=== Section Start ===

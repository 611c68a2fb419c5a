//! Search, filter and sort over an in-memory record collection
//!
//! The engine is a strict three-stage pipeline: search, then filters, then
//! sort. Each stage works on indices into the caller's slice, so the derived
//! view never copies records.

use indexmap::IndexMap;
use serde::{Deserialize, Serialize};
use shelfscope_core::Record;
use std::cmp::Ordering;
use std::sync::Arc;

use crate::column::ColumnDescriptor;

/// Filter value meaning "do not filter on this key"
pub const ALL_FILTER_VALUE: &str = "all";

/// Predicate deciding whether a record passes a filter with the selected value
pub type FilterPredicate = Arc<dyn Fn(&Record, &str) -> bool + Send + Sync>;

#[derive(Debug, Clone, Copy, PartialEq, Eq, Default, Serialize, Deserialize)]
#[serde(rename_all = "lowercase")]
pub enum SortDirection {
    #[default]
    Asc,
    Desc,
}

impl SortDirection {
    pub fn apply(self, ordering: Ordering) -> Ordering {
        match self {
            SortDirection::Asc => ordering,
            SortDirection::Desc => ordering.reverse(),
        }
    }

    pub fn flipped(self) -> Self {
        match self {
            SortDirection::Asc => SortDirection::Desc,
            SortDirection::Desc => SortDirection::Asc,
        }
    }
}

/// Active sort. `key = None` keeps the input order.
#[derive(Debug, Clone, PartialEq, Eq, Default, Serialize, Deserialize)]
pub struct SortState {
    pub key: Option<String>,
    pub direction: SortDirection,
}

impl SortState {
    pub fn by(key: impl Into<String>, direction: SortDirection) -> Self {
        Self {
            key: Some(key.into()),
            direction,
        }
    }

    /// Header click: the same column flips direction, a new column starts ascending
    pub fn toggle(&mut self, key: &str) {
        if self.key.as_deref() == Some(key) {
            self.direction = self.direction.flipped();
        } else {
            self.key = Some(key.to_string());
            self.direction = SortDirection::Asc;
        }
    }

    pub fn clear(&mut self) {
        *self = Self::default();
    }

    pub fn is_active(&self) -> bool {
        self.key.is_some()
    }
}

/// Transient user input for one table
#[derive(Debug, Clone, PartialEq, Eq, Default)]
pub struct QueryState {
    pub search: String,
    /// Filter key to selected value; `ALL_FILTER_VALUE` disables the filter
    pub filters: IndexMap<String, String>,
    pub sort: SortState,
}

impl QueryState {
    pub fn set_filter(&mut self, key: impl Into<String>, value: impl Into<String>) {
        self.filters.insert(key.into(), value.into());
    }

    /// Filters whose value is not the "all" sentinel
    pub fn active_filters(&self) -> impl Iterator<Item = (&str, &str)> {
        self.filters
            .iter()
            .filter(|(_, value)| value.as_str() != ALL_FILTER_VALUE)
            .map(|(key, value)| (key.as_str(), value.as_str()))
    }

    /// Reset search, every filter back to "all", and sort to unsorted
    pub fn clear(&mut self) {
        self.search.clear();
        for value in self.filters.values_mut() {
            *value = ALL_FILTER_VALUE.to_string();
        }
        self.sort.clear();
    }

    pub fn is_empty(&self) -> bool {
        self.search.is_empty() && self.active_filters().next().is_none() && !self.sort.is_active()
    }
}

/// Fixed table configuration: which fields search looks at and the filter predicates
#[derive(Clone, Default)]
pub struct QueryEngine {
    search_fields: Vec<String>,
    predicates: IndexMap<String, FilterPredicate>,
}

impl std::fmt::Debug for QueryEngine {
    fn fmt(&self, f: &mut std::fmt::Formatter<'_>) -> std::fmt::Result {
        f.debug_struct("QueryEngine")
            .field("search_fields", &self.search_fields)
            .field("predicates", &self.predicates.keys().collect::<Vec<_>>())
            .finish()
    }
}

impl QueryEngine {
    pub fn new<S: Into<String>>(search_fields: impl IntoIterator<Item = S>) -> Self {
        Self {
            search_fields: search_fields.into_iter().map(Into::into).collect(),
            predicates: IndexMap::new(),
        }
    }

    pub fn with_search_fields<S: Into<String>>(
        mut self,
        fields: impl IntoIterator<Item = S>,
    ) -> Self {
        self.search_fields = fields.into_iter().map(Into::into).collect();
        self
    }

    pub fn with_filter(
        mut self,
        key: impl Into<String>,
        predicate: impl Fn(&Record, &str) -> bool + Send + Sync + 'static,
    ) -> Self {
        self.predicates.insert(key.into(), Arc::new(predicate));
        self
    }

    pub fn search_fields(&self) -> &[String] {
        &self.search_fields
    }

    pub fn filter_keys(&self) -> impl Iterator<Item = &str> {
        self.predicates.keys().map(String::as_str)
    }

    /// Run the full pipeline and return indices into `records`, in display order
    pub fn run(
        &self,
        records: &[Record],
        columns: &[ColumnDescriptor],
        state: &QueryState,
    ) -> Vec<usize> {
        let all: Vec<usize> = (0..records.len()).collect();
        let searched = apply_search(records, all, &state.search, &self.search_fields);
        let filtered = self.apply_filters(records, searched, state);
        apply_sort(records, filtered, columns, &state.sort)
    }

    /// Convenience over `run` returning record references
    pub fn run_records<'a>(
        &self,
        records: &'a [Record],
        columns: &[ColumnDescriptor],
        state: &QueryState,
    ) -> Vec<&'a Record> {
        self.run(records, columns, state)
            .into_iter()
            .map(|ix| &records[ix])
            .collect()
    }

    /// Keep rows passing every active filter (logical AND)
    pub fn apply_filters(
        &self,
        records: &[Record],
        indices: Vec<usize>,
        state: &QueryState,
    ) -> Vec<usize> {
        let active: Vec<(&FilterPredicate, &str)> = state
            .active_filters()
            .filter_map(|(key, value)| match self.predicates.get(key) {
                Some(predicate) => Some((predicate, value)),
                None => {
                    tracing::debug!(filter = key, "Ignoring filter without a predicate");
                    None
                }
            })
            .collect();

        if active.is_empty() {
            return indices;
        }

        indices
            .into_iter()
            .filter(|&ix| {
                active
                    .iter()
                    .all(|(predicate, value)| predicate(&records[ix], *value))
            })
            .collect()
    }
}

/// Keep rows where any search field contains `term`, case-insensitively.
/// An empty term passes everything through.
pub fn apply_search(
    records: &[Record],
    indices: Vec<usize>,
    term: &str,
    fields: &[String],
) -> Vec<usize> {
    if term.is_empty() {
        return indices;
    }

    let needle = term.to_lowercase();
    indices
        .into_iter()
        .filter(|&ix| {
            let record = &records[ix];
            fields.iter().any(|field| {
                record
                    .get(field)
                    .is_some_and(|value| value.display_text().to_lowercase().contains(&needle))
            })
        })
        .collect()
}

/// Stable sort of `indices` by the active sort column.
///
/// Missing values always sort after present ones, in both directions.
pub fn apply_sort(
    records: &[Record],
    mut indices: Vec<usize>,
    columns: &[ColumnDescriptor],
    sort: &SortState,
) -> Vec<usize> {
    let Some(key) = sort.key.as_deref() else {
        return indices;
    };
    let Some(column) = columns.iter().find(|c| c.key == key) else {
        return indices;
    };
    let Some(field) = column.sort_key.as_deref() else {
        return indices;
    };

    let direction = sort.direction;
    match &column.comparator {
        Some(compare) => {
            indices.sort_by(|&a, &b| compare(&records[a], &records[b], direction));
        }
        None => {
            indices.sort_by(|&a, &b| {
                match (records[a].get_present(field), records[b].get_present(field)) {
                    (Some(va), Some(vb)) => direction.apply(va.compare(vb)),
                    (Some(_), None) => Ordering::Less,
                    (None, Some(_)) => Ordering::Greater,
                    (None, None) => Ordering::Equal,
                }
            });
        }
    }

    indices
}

=== Section End ===

--- WORK TO COMPLETE ---
In the material above, find the lines that contain "selected" and show them.

--- TASK OUTPUT ---
/// Predicate deciding whether a record passes a filter with the selected value
    /// Filter key to selected value; `ALL_FILTER_VALUE` disables the filter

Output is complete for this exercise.